Sur un ordinateur, il est nécessaire de faire des mises à jour régulièrement. La solennité de la dédicace que nous célébrons annuellement peut être considérée comme la mise à jour pour nos âmes de la consécration de notre église abbatiale. Nous avons besoin de nous rappeler régulièrement que cette maison est une maison de prière, que l’oratoire sera ce que signifie son nom (RB 53, 1). Oui, en ce lieu, Dieu nous écoute. Nous pouvons lui parler en toute confiance des joies et des tracas de notre vie quotidienne. Il est là pour nous rencontrer, que ce soit dans la liturgie ou dans l’oraison silencieuse. Et il s’intéresse à tout ce que nous avons sur le cœur. N’hésitons pas à tout lui confier.

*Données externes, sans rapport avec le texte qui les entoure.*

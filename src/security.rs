//! Security Module
//!
//! セキュリティ対策を実装するモジュール。
//! ZIP bomb攻撃、パストラバーサル攻撃への対策と、
//! レコードのキーなど外部入力から作るファイル名の無害化を提供します。

use crate::error::SourceReadError;

/// セキュリティ設定
///
/// スプレッドシート読み込み時のセキュリティ制限を定義します。
#[derive(Debug, Clone)]
pub(crate) struct SecurityConfig {
    /// 展開後の最大サイズ（バイト）
    /// デフォルト: 1GB (1_073_741_824 bytes)
    pub max_decompressed_size: u64,
    /// ZIPアーカイブ内の最大ファイル数
    /// デフォルト: 10000
    pub max_file_count: usize,
    /// 単一ファイルの最大サイズ（バイト）
    /// デフォルト: 100MB (104_857_600 bytes)
    pub max_file_size: u64,
    /// 入力ファイルの最大サイズ（バイト）
    /// デフォルト: 2GB (2_147_483_648 bytes)
    pub max_input_file_size: u64,
}

impl Default for SecurityConfig {
    fn default() -> Self {
        Self {
            max_decompressed_size: 1_073_741_824, // 1GB
            max_file_count: 10_000,
            max_file_size: 104_857_600,         // 100MB
            max_input_file_size: 2_147_483_648, // 2GB
        }
    }
}

impl SecurityConfig {
    /// 入力サイズの上限を検証
    pub fn check_input_size(&self, len: usize) -> Result<(), SourceReadError> {
        if len as u64 > self.max_input_file_size {
            return Err(SourceReadError::SecurityViolation(format!(
                "Input file size exceeds maximum: {} bytes (max: {} bytes)",
                len, self.max_input_file_size
            )));
        }
        Ok(())
    }
}

/// ZIP内ファイルパスの検証
///
/// パストラバーサル攻撃を防ぐため、ファイルパスを検証します。
///
/// # 引数
///
/// * `path` - 検証するファイルパス
///
/// # 戻り値
///
/// * `Ok(())` - パスが安全な場合
/// * `Err(String)` - パスが危険な場合（`..`や絶対パスを含む）
pub(crate) fn validate_zip_path(path: &str) -> Result<(), String> {
    if path.is_empty() {
        return Err("Empty path is not allowed".to_string());
    }

    // 絶対パスを拒否（Windows形式の`C:\`やUnix形式の`/`で始まるパス）
    if path.starts_with('/') || path.starts_with("C:\\") || path.starts_with("c:\\") {
        return Err(format!("Absolute path is not allowed: {}", path));
    }

    if path.contains("..") {
        return Err(format!("Path traversal detected: {}", path));
    }

    if path.contains('\\') {
        return Err(format!("Backslash in path is not allowed: {}", path));
    }

    Ok(())
}

/// 外部入力をファイル名の一部として使える形に変換
///
/// 英数字と`-` `_` `.`以外を`_`に置き換え、先頭のドットを取り除きます。
/// 結果が空になる場合は`"unnamed"`を返します。
///
/// # 引数
///
/// * `raw` - キーやアップロード時のファイル名
///
/// # 戻り値
///
/// パス区切りや`..`を含まないファイル名
pub(crate) fn sanitize_file_component(raw: &str) -> String {
    let replaced: String = raw
        .trim()
        .chars()
        .map(|c| {
            if c.is_ascii_alphanumeric() || matches!(c, '-' | '_' | '.') {
                c
            } else {
                '_'
            }
        })
        .collect();

    let mut cleaned = replaced.trim_start_matches('.').to_string();
    while cleaned.contains("..") {
        cleaned = cleaned.replace("..", ".");
    }

    if cleaned.is_empty() {
        "unnamed".to_string()
    } else {
        cleaned
    }
}
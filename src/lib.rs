//! gradesheet - Spreadsheet grade records to PDF reports and bonafide certificates
//!
//! This crate reads the first worksheet of an uploaded spreadsheet as a table of
//! student grade records (key column, name column, one column per subject) and
//! produces two kinds of PDF documents:
//!
//! - a landscape **bulk report** listing every record in a paginated table
//! - a portrait **certificate** for a single record, with a letterhead,
//!   a templated narrative and the record's grades
//!
//! # Quick Start
//!
//! ```rust,no_run
//! use gradesheet::{PipelineBuilder, TemplateParams};
//!
//! fn main() -> Result<(), Box<dyn std::error::Error>> {
//!     // Uploads and generated documents share one directory
//!     let pipeline = PipelineBuilder::new()
//!         .with_upload_dir("uploads")
//!         .with_assets_dir("assets")
//!         .build()?;
//!
//!     let source = pipeline.upload_source("grades.xlsx", &std::fs::read("grades.xlsx")?)?;
//!
//!     // Bulk report, persisted as uploads/converted.pdf
//!     pipeline.produce_bulk_document(&source)?;
//!
//!     // Certificate for one record, persisted as uploads/{key}_grades.pdf
//!     let params = TemplateParams {
//!         semester: "IV".to_string(),
//!         academic_year: "2024 - 2025".to_string(),
//!         ..Default::default()
//!     };
//!     let certificate = pipeline.produce_certificate(&source, "921722104001", &params)?;
//!     println!("{} ({} bytes)", certificate.file_name, certificate.bytes.len());
//!
//!     Ok(())
//! }
//! ```
//!
//! # Extraction Only
//!
//! ```rust,no_run
//! use std::fs::File;
//! use gradesheet::{extract_from_reader, find_by_key};
//!
//! fn main() -> Result<(), Box<dyn std::error::Error>> {
//!     let batch = extract_from_reader(File::open("grades.xlsx")?)?;
//!     if let Some(record) = find_by_key(&batch, " 921722104001 ") {
//!         for (subject, grade) in record.fields.iter() {
//!             println!("{}: {}", subject, grade);
//!         }
//!     }
//!     Ok(())
//! }
//! ```

mod api;
mod assets;
mod builder;
mod error;
mod extract;
mod locate;
mod normalize;
mod parser;
mod pipeline;
pub mod render;
mod security;
mod storage;
mod types;

// 公開API
pub use api::{Letterhead, RenderConfig, ReportHeading, TemplateParams};
pub use assets::{load_certificate_assets, AssetStore, FsAssetStore, MemoryAssetStore};
pub use builder::{Clock, PipelineBuilder};
pub use error::{GradeDocError, SourceReadError};
pub use extract::{extract, extract_from_reader};
pub use locate::find_by_key;
pub use normalize::normalize;
pub use pipeline::{
    certificate_file_name, RenderedDocument, ReportPipeline, BULK_DOCUMENT_NAME, PDF_CONTENT_TYPE,
};
pub use storage::{
    DocumentStore, MemoryStore, SourceHandle, SourceStore, UploadDir, SOURCE_EXTENSIONS,
};
pub use types::{FieldMap, RawCell, Record, RecordBatch, RichTextRun, ScalarValue, SheetCells};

Et nous savons que, d’une manière ou d’une autre, nos prières seront exaucées, car elles ne s’appuient pas sur nos propres mérites, mais sur ceux du véritable Fils de David. En trois jours, il a édifié le sanctuaire nouveau, auquel nous sommes tous appelés à être incorporés : celui de son corps. Dans la célébration de l’eucharistie, nous faisons mémoire de la dédicace du Temple spirituel que constitue l’Église, née du côté transpercé du Christ. Comme le chante la préface de ce jour, c’est cette Église, mystère de la communion de Dieu avec les hommes, que nous célébrons sous le signe de cette maison visible, de bois, d’ardoise et de béton. C’est dans cette Église avec un grand E, signifiée et réalisée par le sacrifice eucharistique, que nos prières seront exaucées. L’antienne de communion le rappelle à point nommé : « Ma maison sera appelée une maison de prière, dit le Seigneur : en ce lieu, quiconque demande reçoit, qui cherche trouve, et à celui qui frappe on ouvrira ». Oui, dans la communion au Corps et au Sang du Seigneur, est exaucée notre aspiration la plus profonde : communier à la vie divine avec tous les saints dès ici bas, en attendant de rejoindre la cité sainte, la Jérusalem nouvelle, où Dieu essuiera toute larme de nos yeux. Amen.